Filter the lines below, keeping each one that holds "return".

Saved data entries

^^^^^^^^

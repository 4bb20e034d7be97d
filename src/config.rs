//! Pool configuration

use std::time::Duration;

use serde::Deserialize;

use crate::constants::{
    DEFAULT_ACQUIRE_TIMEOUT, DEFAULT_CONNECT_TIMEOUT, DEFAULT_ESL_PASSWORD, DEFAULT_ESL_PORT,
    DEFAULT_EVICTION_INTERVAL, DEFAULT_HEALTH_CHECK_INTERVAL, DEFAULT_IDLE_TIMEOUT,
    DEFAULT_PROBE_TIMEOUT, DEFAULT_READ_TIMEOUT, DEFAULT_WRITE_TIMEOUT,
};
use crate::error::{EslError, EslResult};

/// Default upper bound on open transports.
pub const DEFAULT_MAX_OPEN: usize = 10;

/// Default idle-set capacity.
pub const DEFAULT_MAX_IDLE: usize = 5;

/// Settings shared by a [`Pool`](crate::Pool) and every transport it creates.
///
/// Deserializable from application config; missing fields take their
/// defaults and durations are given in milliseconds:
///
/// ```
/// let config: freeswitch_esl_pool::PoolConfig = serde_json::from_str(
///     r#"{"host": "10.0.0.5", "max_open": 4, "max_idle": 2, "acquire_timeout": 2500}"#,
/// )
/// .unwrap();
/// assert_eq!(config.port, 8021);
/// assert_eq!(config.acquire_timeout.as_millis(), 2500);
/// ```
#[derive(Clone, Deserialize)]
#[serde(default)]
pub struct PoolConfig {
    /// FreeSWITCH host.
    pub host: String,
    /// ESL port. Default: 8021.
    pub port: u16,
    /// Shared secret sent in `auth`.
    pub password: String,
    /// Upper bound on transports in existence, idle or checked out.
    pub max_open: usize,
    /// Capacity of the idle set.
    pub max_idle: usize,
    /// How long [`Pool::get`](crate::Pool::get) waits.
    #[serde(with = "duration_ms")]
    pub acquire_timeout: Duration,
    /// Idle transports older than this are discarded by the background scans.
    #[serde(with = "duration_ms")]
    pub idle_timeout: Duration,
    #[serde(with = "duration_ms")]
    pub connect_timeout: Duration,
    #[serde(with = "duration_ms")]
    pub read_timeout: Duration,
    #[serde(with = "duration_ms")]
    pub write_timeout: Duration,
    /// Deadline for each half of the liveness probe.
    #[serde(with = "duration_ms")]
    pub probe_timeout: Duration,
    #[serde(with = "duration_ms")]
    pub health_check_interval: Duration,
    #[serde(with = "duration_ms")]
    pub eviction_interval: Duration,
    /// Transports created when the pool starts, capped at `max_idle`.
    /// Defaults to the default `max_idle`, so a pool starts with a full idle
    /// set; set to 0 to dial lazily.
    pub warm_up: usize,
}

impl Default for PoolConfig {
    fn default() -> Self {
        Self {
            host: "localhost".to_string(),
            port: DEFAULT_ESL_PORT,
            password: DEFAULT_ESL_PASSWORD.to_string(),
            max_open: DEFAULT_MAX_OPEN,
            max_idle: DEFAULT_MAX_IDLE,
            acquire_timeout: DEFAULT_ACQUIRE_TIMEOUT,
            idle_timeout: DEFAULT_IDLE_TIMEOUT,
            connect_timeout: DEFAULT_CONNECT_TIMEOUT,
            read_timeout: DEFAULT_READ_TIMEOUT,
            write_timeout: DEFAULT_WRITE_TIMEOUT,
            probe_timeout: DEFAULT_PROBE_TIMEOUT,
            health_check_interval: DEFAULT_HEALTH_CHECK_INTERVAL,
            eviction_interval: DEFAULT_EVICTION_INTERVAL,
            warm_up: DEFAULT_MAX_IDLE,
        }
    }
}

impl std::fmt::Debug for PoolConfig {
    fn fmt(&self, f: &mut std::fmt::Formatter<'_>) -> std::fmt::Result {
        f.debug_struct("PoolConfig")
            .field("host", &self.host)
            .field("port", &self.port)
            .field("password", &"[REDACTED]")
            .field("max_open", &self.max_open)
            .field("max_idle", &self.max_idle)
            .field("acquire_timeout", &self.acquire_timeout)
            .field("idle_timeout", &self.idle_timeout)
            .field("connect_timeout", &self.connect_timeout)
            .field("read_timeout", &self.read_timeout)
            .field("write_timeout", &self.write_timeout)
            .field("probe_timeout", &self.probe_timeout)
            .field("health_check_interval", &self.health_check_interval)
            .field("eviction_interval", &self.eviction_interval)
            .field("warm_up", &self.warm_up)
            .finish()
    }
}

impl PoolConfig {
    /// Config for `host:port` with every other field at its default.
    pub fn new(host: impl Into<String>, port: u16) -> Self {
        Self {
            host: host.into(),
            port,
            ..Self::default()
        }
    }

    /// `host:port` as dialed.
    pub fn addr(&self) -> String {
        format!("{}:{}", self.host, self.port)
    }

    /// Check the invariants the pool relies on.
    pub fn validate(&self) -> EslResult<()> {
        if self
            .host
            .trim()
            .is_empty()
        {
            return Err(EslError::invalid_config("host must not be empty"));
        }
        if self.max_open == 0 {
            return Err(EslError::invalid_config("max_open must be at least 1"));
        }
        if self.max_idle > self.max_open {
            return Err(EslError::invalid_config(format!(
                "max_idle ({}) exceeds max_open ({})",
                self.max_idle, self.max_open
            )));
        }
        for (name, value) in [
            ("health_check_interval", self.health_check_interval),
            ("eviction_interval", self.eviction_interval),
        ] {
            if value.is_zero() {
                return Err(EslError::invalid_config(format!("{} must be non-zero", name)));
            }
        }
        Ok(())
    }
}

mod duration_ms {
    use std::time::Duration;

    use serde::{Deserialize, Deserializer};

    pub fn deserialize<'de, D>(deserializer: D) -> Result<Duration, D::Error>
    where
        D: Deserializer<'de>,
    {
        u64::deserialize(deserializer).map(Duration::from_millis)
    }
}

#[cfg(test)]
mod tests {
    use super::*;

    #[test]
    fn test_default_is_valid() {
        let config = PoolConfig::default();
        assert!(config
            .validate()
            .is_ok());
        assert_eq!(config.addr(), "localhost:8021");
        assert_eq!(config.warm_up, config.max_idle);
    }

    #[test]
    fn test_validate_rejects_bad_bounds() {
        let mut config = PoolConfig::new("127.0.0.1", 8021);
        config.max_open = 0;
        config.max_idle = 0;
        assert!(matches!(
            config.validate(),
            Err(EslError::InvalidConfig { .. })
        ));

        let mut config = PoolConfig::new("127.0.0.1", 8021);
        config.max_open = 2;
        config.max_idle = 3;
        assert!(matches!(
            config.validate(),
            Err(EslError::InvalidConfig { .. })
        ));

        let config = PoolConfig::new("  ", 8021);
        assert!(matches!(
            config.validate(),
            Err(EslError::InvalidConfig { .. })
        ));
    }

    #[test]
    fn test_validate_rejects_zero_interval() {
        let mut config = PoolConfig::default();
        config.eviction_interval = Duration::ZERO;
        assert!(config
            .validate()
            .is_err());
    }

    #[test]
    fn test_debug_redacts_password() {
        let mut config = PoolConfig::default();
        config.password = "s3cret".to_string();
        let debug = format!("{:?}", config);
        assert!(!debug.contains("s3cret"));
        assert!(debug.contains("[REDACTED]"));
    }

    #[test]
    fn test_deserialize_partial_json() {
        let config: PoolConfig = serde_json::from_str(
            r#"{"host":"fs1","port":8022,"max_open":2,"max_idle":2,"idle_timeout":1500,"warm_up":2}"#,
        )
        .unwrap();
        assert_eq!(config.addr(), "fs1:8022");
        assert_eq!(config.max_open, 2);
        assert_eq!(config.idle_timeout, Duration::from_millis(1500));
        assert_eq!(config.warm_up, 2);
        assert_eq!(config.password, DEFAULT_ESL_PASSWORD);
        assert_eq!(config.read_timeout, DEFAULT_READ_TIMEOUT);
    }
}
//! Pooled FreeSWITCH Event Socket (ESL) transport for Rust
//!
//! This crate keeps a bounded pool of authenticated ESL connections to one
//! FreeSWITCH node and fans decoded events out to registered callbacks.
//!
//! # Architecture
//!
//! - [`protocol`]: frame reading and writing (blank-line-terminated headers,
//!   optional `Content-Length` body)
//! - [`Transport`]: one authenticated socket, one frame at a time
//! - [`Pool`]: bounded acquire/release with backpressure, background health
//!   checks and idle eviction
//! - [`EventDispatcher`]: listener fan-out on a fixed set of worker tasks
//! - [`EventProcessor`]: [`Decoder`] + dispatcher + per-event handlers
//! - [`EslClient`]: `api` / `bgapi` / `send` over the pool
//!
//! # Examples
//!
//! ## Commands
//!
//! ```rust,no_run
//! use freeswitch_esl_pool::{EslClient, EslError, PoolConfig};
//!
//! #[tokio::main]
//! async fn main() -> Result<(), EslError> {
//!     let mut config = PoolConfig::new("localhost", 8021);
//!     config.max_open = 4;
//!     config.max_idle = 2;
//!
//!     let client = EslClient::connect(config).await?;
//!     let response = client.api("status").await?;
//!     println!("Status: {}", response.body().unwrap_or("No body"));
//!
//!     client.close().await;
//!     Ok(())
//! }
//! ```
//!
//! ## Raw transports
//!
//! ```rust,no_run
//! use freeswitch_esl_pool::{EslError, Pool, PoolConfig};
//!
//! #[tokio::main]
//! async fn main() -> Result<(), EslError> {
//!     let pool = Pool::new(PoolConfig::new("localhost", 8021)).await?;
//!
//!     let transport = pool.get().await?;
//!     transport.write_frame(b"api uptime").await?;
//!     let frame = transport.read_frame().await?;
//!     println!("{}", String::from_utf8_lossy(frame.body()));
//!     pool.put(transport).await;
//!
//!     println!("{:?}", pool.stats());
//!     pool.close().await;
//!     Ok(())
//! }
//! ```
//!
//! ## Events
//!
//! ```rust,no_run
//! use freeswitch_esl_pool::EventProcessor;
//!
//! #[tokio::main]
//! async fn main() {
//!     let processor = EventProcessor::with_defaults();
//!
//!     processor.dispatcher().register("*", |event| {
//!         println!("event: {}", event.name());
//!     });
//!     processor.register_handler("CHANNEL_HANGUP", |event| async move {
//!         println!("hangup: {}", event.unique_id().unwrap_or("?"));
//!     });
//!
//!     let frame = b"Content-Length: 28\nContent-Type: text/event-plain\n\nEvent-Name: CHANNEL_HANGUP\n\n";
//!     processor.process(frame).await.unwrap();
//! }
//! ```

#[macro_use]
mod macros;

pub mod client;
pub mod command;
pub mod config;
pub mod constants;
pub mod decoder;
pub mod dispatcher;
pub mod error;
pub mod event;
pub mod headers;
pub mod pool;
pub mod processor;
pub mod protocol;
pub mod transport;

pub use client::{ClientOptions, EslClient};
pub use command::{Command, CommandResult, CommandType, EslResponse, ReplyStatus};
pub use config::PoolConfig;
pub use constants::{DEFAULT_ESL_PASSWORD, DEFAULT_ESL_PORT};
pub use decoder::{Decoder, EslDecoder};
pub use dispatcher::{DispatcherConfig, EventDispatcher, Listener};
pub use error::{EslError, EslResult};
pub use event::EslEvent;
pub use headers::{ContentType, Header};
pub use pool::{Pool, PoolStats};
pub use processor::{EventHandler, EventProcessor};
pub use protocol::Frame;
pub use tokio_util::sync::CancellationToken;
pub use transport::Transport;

^^^^^^^^

Worked solution.
            return Err(EslError::invalid_config("host must not be empty"));
            return Err(EslError::invalid_config("max_open must be at least 1"));
            return Err(EslError::invalid_config(format!(
                return Err(EslError::invalid_config(format!("{} must be non-zero", name)));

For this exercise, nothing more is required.